В Ленинградской консерватории И.Д.Гликман воспитал – именно воспитал, а не только обучил, в традициях старых учителей,– несколько поколений ленинградских музыкантов и режиссеров музыкальных театров, читая лекции по истории зарубежного, русского и советского театров.

В течение нескольких десятилетий И.Д.Гликман был членом городского художественного совета Ленинграда.

Лишь однажды его талант был отлучен от служения Музам – во время кампании по борьбе с космополитизмом он был изгнан из Малого театра оперы и балета, в котором работал заведующим репертуарной частью.

Но есть область деятельности, с моей точки зрения, равнозначная по объему и значению все, только что поименованное мною. Я упоминал об этом вскользь. Это – неведомый многим, “устный” И.Д.Гликман. Невозможно даже начать перечисление имен тех писателей, композиторов, режиссеров кино, сцены и телевидения, которые, жажда оценки или совета Исаака Давыдовича, показывали ему эскизы своих работ.
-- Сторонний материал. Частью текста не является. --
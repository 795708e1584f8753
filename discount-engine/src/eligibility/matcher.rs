//! Audience matching
//!
//! Decides whether a subject falls within an instrument's audience.

use crate::models::{DiscountInstrument, Subject};

/// Whether the instrument's audience targets the subject's role and tier
///
/// Hosts and untargeted roles are never eligible.
pub fn is_eligible(subject: &Subject, instrument: &DiscountInstrument) -> bool {
    instrument.audience().admits(subject.role, subject.tier)
}

#[cfg(test)]
mod tests {
    use super::*;
    use crate::catalog::test_support::{audience, bonus_service, coupon_for};
    use shared::models::{MembershipTier, Role, TierChoice};

    #[test]
    fn test_agency_only_never_matches_tourist() {
        let instrument: DiscountInstrument = coupon_for(audience(Some(&[TierChoice::All]), None)).into();

        for tier in MembershipTier::ALL {
            assert!(!is_eligible(&Subject::tourist(tier), &instrument));
        }
    }

    #[test]
    fn test_all_matches_every_tier() {
        let instrument: DiscountInstrument = coupon_for(audience(Some(&[TierChoice::All]), None)).into();

        for tier in MembershipTier::ALL {
            assert!(is_eligible(&Subject::agency(tier), &instrument));
        }
    }

    #[test]
    fn test_specific_tier_matches_exactly() {
        let instrument: DiscountInstrument = coupon_for(audience(
            None,
            Some(&[TierChoice::Tier(MembershipTier::Silver)]),
        ))
        .into();

        assert!(!is_eligible(&Subject::tourist(MembershipTier::None), &instrument));
        assert!(!is_eligible(&Subject::tourist(MembershipTier::Bronze), &instrument));
        assert!(is_eligible(&Subject::tourist(MembershipTier::Silver), &instrument));
        assert!(!is_eligible(&Subject::tourist(MembershipTier::Gold), &instrument));
    }

    #[test]
    fn test_host_is_never_eligible() {
        let everyone = audience(Some(&[TierChoice::All]), Some(&[TierChoice::All]));
        let coupon: DiscountInstrument = coupon_for(everyone.clone()).into();
        let bonus = bonus_service(9, 100_000, everyone);

        for tier in MembershipTier::ALL {
            let host = Subject::new(Role::Host, tier);
            assert!(!is_eligible(&host, &coupon));
            assert!(!is_eligible(&host, &bonus));
        }
    }

    #[test]
    fn test_bonus_service_uses_its_audience() {
        let bonus = bonus_service(
            3,
            150_000,
            audience(Some(&[TierChoice::Tier(MembershipTier::Gold)]), None),
        );

        assert!(is_eligible(&Subject::agency(MembershipTier::Gold), &bonus));
        assert!(!is_eligible(&Subject::agency(MembershipTier::Silver), &bonus));
        assert!(!is_eligible(&Subject::tourist(MembershipTier::Gold), &bonus));
    }
}
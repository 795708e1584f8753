//! Evaluation subject

use serde::Serialize;
use shared::models::{MembershipTier, Role};

/// Who is asking: role and current membership tier
#[derive(Debug, Clone, Copy, PartialEq, Eq, Hash, Serialize)]
pub struct Subject {
    pub role: Role,
    pub tier: MembershipTier,
}

impl Subject {
    pub fn new(role: Role, tier: MembershipTier) -> Self {
        Self { role, tier }
    }

    pub fn tourist(tier: MembershipTier) -> Self {
        Self::new(Role::Tourist, tier)
    }

    pub fn agency(tier: MembershipTier) -> Self {
        Self::new(Role::Agency, tier)
    }
}
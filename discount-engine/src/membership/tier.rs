//! Tier derivation from lifetime spend

use serde::{Deserialize, Serialize};
use shared::error::{AppError, AppResult, ErrorCode};
use shared::models::MembershipTier;

pub const DEFAULT_BRONZE_THRESHOLD: u64 = 0;
pub const DEFAULT_SILVER_THRESHOLD: u64 = 1_000_000;
pub const DEFAULT_GOLD_THRESHOLD: u64 = 3_000_000;

/// Minimum lifetime spend (VND) for each tier
#[derive(Debug, Clone, Copy, PartialEq, Eq, Serialize, Deserialize)]
pub struct TierThresholds {
    pub bronze: u64,
    pub silver: u64,
    pub gold: u64,
}

impl Default for TierThresholds {
    fn default() -> Self {
        Self {
            bronze: DEFAULT_BRONZE_THRESHOLD,
            silver: DEFAULT_SILVER_THRESHOLD,
            gold: DEFAULT_GOLD_THRESHOLD,
        }
    }
}

/// Next tier and the spend still missing to reach it
#[derive(Debug, Clone, Copy, PartialEq, Eq, Serialize)]
#[serde(rename_all = "camelCase")]
pub struct TierProgress {
    pub next_tier: MembershipTier,
    pub remaining: u64,
}

impl TierThresholds {
    pub fn new(bronze: u64, silver: u64, gold: u64) -> Self {
        Self {
            bronze,
            silver,
            gold,
        }
    }

    /// Thresholds must be non-decreasing
    pub fn validate(&self) -> AppResult<()> {
        if self.bronze > self.silver || self.silver > self.gold {
            return Err(AppError::with_message(
                ErrorCode::ConfigError,
                format!(
                    "tier thresholds must be non-decreasing (bronze {} / silver {} / gold {})",
                    self.bronze, self.silver, self.gold
                ),
            )
            .with_detail("field", "tierThresholds"));
        }
        Ok(())
    }

    /// Highest tier whose threshold `total_spent` reaches
    pub fn tier_for(&self, total_spent: u64) -> MembershipTier {
        if total_spent >= self.gold {
            MembershipTier::Gold
        } else if total_spent >= self.silver {
            MembershipTier::Silver
        } else if total_spent >= self.bronze {
            MembershipTier::Bronze
        } else {
            MembershipTier::None
        }
    }

    /// Minimum spend for a tier; `None` for the NONE tier
    pub fn threshold_of(&self, tier: MembershipTier) -> Option<u64> {
        match tier {
            MembershipTier::None => None,
            MembershipTier::Bronze => Some(self.bronze),
            MembershipTier::Silver => Some(self.silver),
            MembershipTier::Gold => Some(self.gold),
        }
    }

    /// How far `total_spent` is from the next tier; `None` at the top tier
    pub fn progress(&self, total_spent: u64) -> Option<TierProgress> {
        let current = self.tier_for(total_spent);
        MembershipTier::ALL
            .into_iter()
            .filter(|tier| *tier > current)
            .find_map(|tier| {
                let threshold = self.threshold_of(tier)?;
                (threshold > total_spent).then(|| TierProgress {
                    next_tier: tier,
                    remaining: threshold - total_spent,
                })
            })
    }
}
//! Discount Calculator
//!
//! Amount a coupon takes off a base price. Uses rust_decimal for the
//! percentage math; results are whole currency amounts.

use shared::models::DiscountKind;

use crate::models::{BonusService, Coupon};
use crate::money;

/// Discount a coupon grants on `base_price`
///
/// PERCENT rounds half-up, AMOUNT is capped; either way the result never
/// exceeds `base_price`. Eligibility, activity, expiry and usage are not
/// considered.
pub fn compute_discount(base_price: u64, coupon: &Coupon) -> u64 {
    let discount = match coupon.discount_kind {
        DiscountKind::Percent => money::percent_of(base_price, coupon.discount_value),
        DiscountKind::Amount => money::to_amount(coupon.discount_value),
    };
    discount.min(base_price)
}

/// Value of a bonus service grant (the linked service's full price)
pub fn grant_value(bonus: &BonusService) -> u64 {
    bonus.price
}

#[cfg(test)]
mod tests {
    use super::*;
    use crate::catalog::test_support::{amount_coupon, percent_coupon};
    use rust_decimal::Decimal;

    #[test]
    fn test_percent_discount() {
        let coupon = percent_coupon(1, Decimal::from(10));
        assert_eq!(compute_discount(250_000, &coupon), 25_000);
    }

    #[test]
    fn test_fractional_percent_rounds_half_up() {
        let coupon = percent_coupon(1, Decimal::new(125, 1));
        // 12.5% of 99_900 = 12_487.5
        assert_eq!(compute_discount(99_900, &coupon), 12_488);
    }

    #[test]
    fn test_full_percent_equals_price() {
        let coupon = percent_coupon(1, Decimal::ONE_HUNDRED);
        assert_eq!(compute_discount(480_000, &coupon), 480_000);
    }

    #[test]
    fn test_amount_capped_at_price() {
        let coupon = amount_coupon(1, Decimal::from(50_000));
        assert_eq!(compute_discount(30_000, &coupon), 30_000);
        assert_eq!(compute_discount(80_000, &coupon), 50_000);
    }

    #[test]
    fn test_discount_never_exceeds_price() {
        let coupons = [
            percent_coupon(1, Decimal::new(1, 2)),
            percent_coupon(2, Decimal::new(999, 1)),
            percent_coupon(3, Decimal::ONE_HUNDRED),
            amount_coupon(4, Decimal::ONE),
            amount_coupon(5, Decimal::from(1_000_000_000)),
        ];
        for price in [0, 1, 7, 999, 250_000, 12_345_678] {
            for coupon in &coupons {
                assert!(compute_discount(price, coupon) <= price);
            }
        }
    }

    #[test]
    fn test_zero_price() {
        assert_eq!(compute_discount(0, &percent_coupon(1, Decimal::from(10))), 0);
        assert_eq!(compute_discount(0, &amount_coupon(1, Decimal::from(10))), 0);
    }
}
//! Redeemability and snapshot staleness

use serde::Serialize;
use shared::error::{AppError, ErrorCode};
use std::fmt;

use crate::models::Coupon;

/// Why a coupon can or cannot be redeemed right now
#[derive(Debug, Clone, Copy, PartialEq, Eq, Hash, Serialize)]
#[serde(rename_all = "SCREAMING_SNAKE_CASE")]
pub enum RedeemStatus {
    Redeemable,
    Inactive,
    NotStarted,
    Expired,
    Exhausted,
}

impl RedeemStatus {
    pub fn is_redeemable(&self) -> bool {
        matches!(self, RedeemStatus::Redeemable)
    }

    /// Error code a caller can surface; `None` when redeemable
    pub fn error_code(&self) -> Option<ErrorCode> {
        match self {
            RedeemStatus::Redeemable => None,
            RedeemStatus::Inactive => Some(ErrorCode::CouponInactive),
            RedeemStatus::NotStarted => Some(ErrorCode::CouponNotStarted),
            RedeemStatus::Expired => Some(ErrorCode::CouponExpired),
            RedeemStatus::Exhausted => Some(ErrorCode::CouponExhausted),
        }
    }

    /// Error for a coupon that cannot be redeemed
    pub fn to_error(&self, coupon: &Coupon) -> Option<AppError> {
        self.error_code().map(|code| {
            AppError::new(code)
                .with_detail("couponId", coupon.id())
                .with_detail("code", coupon.code())
        })
    }
}

impl fmt::Display for RedeemStatus {
    fn fmt(&self, f: &mut fmt::Formatter<'_>) -> fmt::Result {
        let name = match self {
            RedeemStatus::Redeemable => "REDEEMABLE",
            RedeemStatus::Inactive => "INACTIVE",
            RedeemStatus::NotStarted => "NOT_STARTED",
            RedeemStatus::Expired => "EXPIRED",
            RedeemStatus::Exhausted => "EXHAUSTED",
        };
        f.write_str(name)
    }
}

/// Redemption state of a coupon at `now` (Unix millis)
///
/// Checked in order: active flag, window start, window end, usage.
pub fn redeem_status(coupon: &Coupon, now: i64) -> RedeemStatus {
    if !coupon.active {
        RedeemStatus::Inactive
    } else if now < coupon.valid_from {
        RedeemStatus::NotStarted
    } else if now > coupon.valid_to {
        RedeemStatus::Expired
    } else if coupon.usage_count >= coupon.usage_limit {
        RedeemStatus::Exhausted
    } else {
        RedeemStatus::Redeemable
    }
}

/// Whether a coupon can be redeemed at `now`, regardless of audience
///
/// Advisory only: the backend re-checks usage when the booking commits.
pub fn is_redeemable(coupon: &Coupon, now: i64) -> bool {
    redeem_status(coupon, now).is_redeemable()
}

/// Attached to decisions made from an old catalog snapshot
#[derive(Debug, Clone, Copy, PartialEq, Eq, Serialize)]
#[serde(rename_all = "camelCase")]
pub struct StaleStateWarning {
    pub snapshot_age_ms: i64,
}

/// Warning when the snapshot is older than `stale_after_ms`
pub fn check_staleness(fetched_at: i64, now: i64, stale_after_ms: i64) -> Option<StaleStateWarning> {
    let age = now.saturating_sub(fetched_at);
    (age > stale_after_ms).then_some(StaleStateWarning {
        snapshot_age_ms: age,
    })
}

#[cfg(test)]
mod tests {
    use super::*;
    use crate::catalog::map_coupon;
    use crate::catalog::test_support::coupon_payload;

    const NOW: i64 = 1_700_000_000_000;

    fn coupon(edit: impl FnOnce(&mut shared::models::CouponPayload)) -> Coupon {
        let mut payload = coupon_payload(1);
        payload.valid_from = (NOW - 1_000).into();
        payload.valid_to = (NOW + 1_000).into();
        edit(&mut payload);
        map_coupon(payload).unwrap()
    }

    #[test]
    fn test_redeemable() {
        let coupon = coupon(|_| {});
        assert_eq!(redeem_status(&coupon, NOW), RedeemStatus::Redeemable);
        assert!(is_redeemable(&coupon, NOW));
        assert!(RedeemStatus::Redeemable.to_error(&coupon).is_none());
    }

    #[test]
    fn test_window_bounds_are_inclusive() {
        let coupon = coupon(|_| {});
        assert!(is_redeemable(&coupon, NOW - 1_000));
        assert!(is_redeemable(&coupon, NOW + 1_000));
        assert_eq!(redeem_status(&coupon, NOW - 1_001), RedeemStatus::NotStarted);
        assert_eq!(redeem_status(&coupon, NOW + 1_001), RedeemStatus::Expired);
    }

    #[test]
    fn test_exhausted() {
        let coupon = coupon(|p| {
            p.usage_limit = 5;
            p.usage_count = 5;
        });
        assert_eq!(redeem_status(&coupon, NOW), RedeemStatus::Exhausted);
        assert!(!is_redeemable(&coupon, NOW));

        let err = RedeemStatus::Exhausted.to_error(&coupon).unwrap();
        assert_eq!(err.code, ErrorCode::CouponExhausted);
    }

    #[test]
    fn test_zero_limit_is_exhausted() {
        let coupon = coupon(|p| {
            p.usage_limit = 0;
            p.usage_count = 0;
        });
        assert_eq!(redeem_status(&coupon, NOW), RedeemStatus::Exhausted);
    }

    #[test]
    fn test_inactive_wins_over_other_reasons() {
        let coupon = coupon(|p| {
            p.active = false;
            p.usage_limit = 1;
            p.usage_count = 1;
        });
        assert_eq!(redeem_status(&coupon, NOW + 5_000), RedeemStatus::Inactive);
    }

    #[test]
    fn test_status_serializes_screaming() {
        assert_eq!(
            serde_json::to_string(&RedeemStatus::NotStarted).unwrap(),
            "\"NOT_STARTED\""
        );
        assert_eq!(RedeemStatus::NotStarted.to_string(), "NOT_STARTED");
    }

    #[test]
    fn test_staleness() {
        assert_eq!(check_staleness(NOW, NOW + 300_000, 300_000), None);
        assert_eq!(
            check_staleness(NOW, NOW + 300_001, 300_000),
            Some(StaleStateWarning {
                snapshot_age_ms: 300_001
            })
        );
        // Clock skew: snapshot "from the future" is fresh
        assert_eq!(check_staleness(NOW + 10, NOW, 0), None);
    }
}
И это – в течение почти семи десятилетий. Скольким обязана ему наша и – да, да! – мировая культура…

Только несколько примеров, взятых из упомянутой книги “Письма к другу”. Из писем Д.Д.Шостаковича и комментариев читатель узнал, что именно по совету Гликмана Шостакович обратил внимание на опубликованные в “Литературке” стихотворения молодого Е.А.Евтушенко, ряд из которых, начиная с “Бабьего Яра”, Дмитрий Дмитриевич вскоре “омузыкалил” в 13-й Симфонии. Гликмана композитор попросил внести ряд изменений в либретто оперы “Катерина Измайлова” (в первой редакции – “Леди Макбет Мценского уезда”), в неудовлетворившие его строчки переводов поэзии для “Четырнадцатой Симфонии”. Многие статьи, выходившие в советских изданиях и прессе за подписью Шостаковича, были написаны, по просьбе композитора, Гликманом. То есть, он был тем, кого англичане и американцы называют “ ghost-writer” - “писатель-призрак”.

Его наставниками были энциклопедически образованные гиганты-“старорежимники”, ставшие впоследствии его приятелями (академик Владимир Федорович Шишмарев) или друзьями (Иван Иванович Соллертинский) в том числе.
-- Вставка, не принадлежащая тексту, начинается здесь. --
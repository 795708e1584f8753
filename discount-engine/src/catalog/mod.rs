//! Catalog boundary
//!
//! Turns a fetched [`CatalogPayload`] into an immutable [`CatalogSnapshot`]
//! of validated instruments. Invalid instruments are dropped and reported;
//! they never take the rest of the catalog down with them.

mod mapping;

pub use mapping::{WindowBound, map_bonus_service, map_coupon, map_instrument, parse_timestamp};

use serde::Serialize;
use serde_json::Value;
use shared::error::AppResult;
use shared::models::{CatalogPayload, InstrumentPayload};
use tracing::{debug, warn};

use crate::core::error::{ValidationError, ValidationErrors};
use crate::models::{Coupon, DiscountInstrument, InstrumentKind};

/// Immutable, owned snapshot of the discount catalog
#[derive(Debug, Clone, PartialEq, Eq)]
pub struct CatalogSnapshot {
    fetched_at: i64,
    instruments: Vec<DiscountInstrument>,
}

/// An instrument that failed validation
#[derive(Debug, Clone, PartialEq, Eq, Serialize)]
#[serde(rename_all = "camelCase")]
pub struct Rejected {
    /// Position in the payload's instrument list
    pub index: usize,
    /// Absent when the payload carries no readable `id`
    #[serde(skip_serializing_if = "Option::is_none")]
    pub instrument_id: Option<i64>,
    /// Absent when `type` is missing or unknown
    #[serde(skip_serializing_if = "Option::is_none")]
    pub kind: Option<InstrumentKind>,
    pub errors: ValidationErrors,
}

/// Result of mapping a catalog payload
#[derive(Debug, Clone)]
pub struct MappedCatalog {
    pub snapshot: CatalogSnapshot,
    pub rejected: Vec<Rejected>,
}

impl CatalogSnapshot {
    pub fn new(fetched_at: i64, instruments: Vec<DiscountInstrument>) -> Self {
        Self {
            fetched_at,
            instruments,
        }
    }

    /// Map a payload; a missing `fetchedAt` means the snapshot was fetched at `now`
    ///
    /// Fails only when `fetchedAt` itself is unreadable.
    pub fn from_payload(payload: CatalogPayload, now: i64) -> AppResult<MappedCatalog> {
        let fetched_at = match &payload.fetched_at {
            Some(ts) => parse_timestamp("fetchedAt", ts, WindowBound::Start)?,
            None => now,
        };

        let mut instruments = Vec::with_capacity(payload.instruments.len());
        let mut rejected = Vec::new();

        for (index, item) in payload.instruments.into_iter().enumerate() {
            let (instrument_id, kind) = instrument_header(&item);
            let converted = serde_json::from_value::<InstrumentPayload>(item).map_err(|e| {
                ValidationErrors::from(ValidationError::MalformedInstrument {
                    message: e.to_string(),
                })
            });
            match converted.and_then(map_instrument) {
                Ok(instrument) => instruments.push(instrument),
                Err(errors) => {
                    warn!(
                        index,
                        ?instrument_id,
                        ?kind,
                        errors = %errors,
                        "Dropping invalid catalog instrument"
                    );
                    rejected.push(Rejected {
                        index,
                        instrument_id,
                        kind,
                        errors,
                    });
                }
            }
        }

        debug!(
            fetched_at,
            accepted = instruments.len(),
            rejected = rejected.len(),
            "Catalog snapshot mapped"
        );

        Ok(MappedCatalog {
            snapshot: Self::new(fetched_at, instruments),
            rejected,
        })
    }

    pub fn fetched_at(&self) -> i64 {
        self.fetched_at
    }

    pub fn instruments(&self) -> &[DiscountInstrument] {
        &self.instruments
    }

    pub fn len(&self) -> usize {
        self.instruments.len()
    }

    pub fn is_empty(&self) -> bool {
        self.instruments.is_empty()
    }

    pub fn coupons(&self) -> impl Iterator<Item = &Coupon> {
        self.instruments.iter().filter_map(DiscountInstrument::as_coupon)
    }

    /// Every coupon carrying `code` (case-insensitive), in catalog order
    ///
    /// Codes are not unique across a snapshot.
    pub fn coupons_by_code<'a>(&'a self, code: &'a str) -> impl Iterator<Item = &'a Coupon> + 'a {
        let code = code.trim();
        self.coupons().filter(move |c| c.code().eq_ignore_ascii_case(code))
    }
}

/// Id and kind read from a raw instrument, for reporting
fn instrument_header(item: &Value) -> (Option<i64>, Option<InstrumentKind>) {
    let id = item
        .get("id")
        .or_else(|| item.get("Id"))
        .and_then(Value::as_i64);
    let kind = match item.get("type").and_then(Value::as_str) {
        Some("COUPON") => Some(InstrumentKind::Coupon),
        Some("BONUS_SERVICE") => Some(InstrumentKind::BonusService),
        _ => None,
    };
    (id, kind)
}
Как-то не скучно мне было только что выписывать “информативные” пассажи. Трудно было не соблазняться деталями, избегать ответвлений, связанных с практически каждым фактом или именем. Теперь признаюсь, что эти заметки – лишь введение в мои будущие публикации об Исааке Давыдовиче Гликмане, начало которым невольно положил его рассказ о Е.А.Мравинском (“Лебедь”, №265). Почему-то убежден, что они привлекут интерес многих.

Сколько лет я, направляясь домой в ночном трамвае, проплывавшим мимо его дома, вскидывал голову, чтобы взглянуть на его окно на втором этаже, освещавшееся настольной лампой. И этот свет, и тень его, бросаемая на штору светом из-за спины, с потолка “портретной” и, заодно, тень от дымящейся “беломорашки” – наполняли меня радостью от простейшей мысли: “Жив, жив курилка! Жив и здоров мой дорогой Исаак Давыдович!”.

Часто, просиживая с ним до трех – четырех утра, слушая его бесчисленные “россказни” (его выражение) и куря, как и он, одну за другой “пахитоски” (тоже его слово) “Беломорканала”, я, щекоча свое тщеславие, воображал его, ведущего бесконечные разговоры со своим ближайшим другом – Дмитрием Дмитриевичем Шостаковичем. Но тот курил “Казбек”. И тоже, до недуга, беспрерывно.

Я звоню переодически в Петербург. Исаак Давыдович не меняется. Хотя его острый слух притупился (девяносто один год – не шутка!), но он – “вечно тот же, вечно новый”. Тот же ясный ум, душевный жар и поразительные памяти – “память сердца” и “рассудка память печальная ” (по Батюшкову) – хранящие в неприкосновенности нюансы, детали и впечатления о людях и событиях почти всего прошлого столетия. Столетия, столь неповторимым зрителем и действующим лицом которого он явился. Та же страсть к жизни, передававшаяся всегда и мне в минуты моего отчаяния. Та же неуемная энергия – даже когда он ворчит на несовершенное здоровье своего “органона”, на “одряхлевшие члены”. Та же, знакомая уже более двадцати лет (при без малого тридцатилетнем нашем знакомстве), разрывающая душу мольба-требование: “Приезжайте! Плюньте на все и приезжайте!” Когда я жил в Питере – “Приезжайте сейчас! Через пять минут!” Теперь, когда живу в Нью-Йорке, срок изменился: “Приезжайте немедленно! Завтра!”.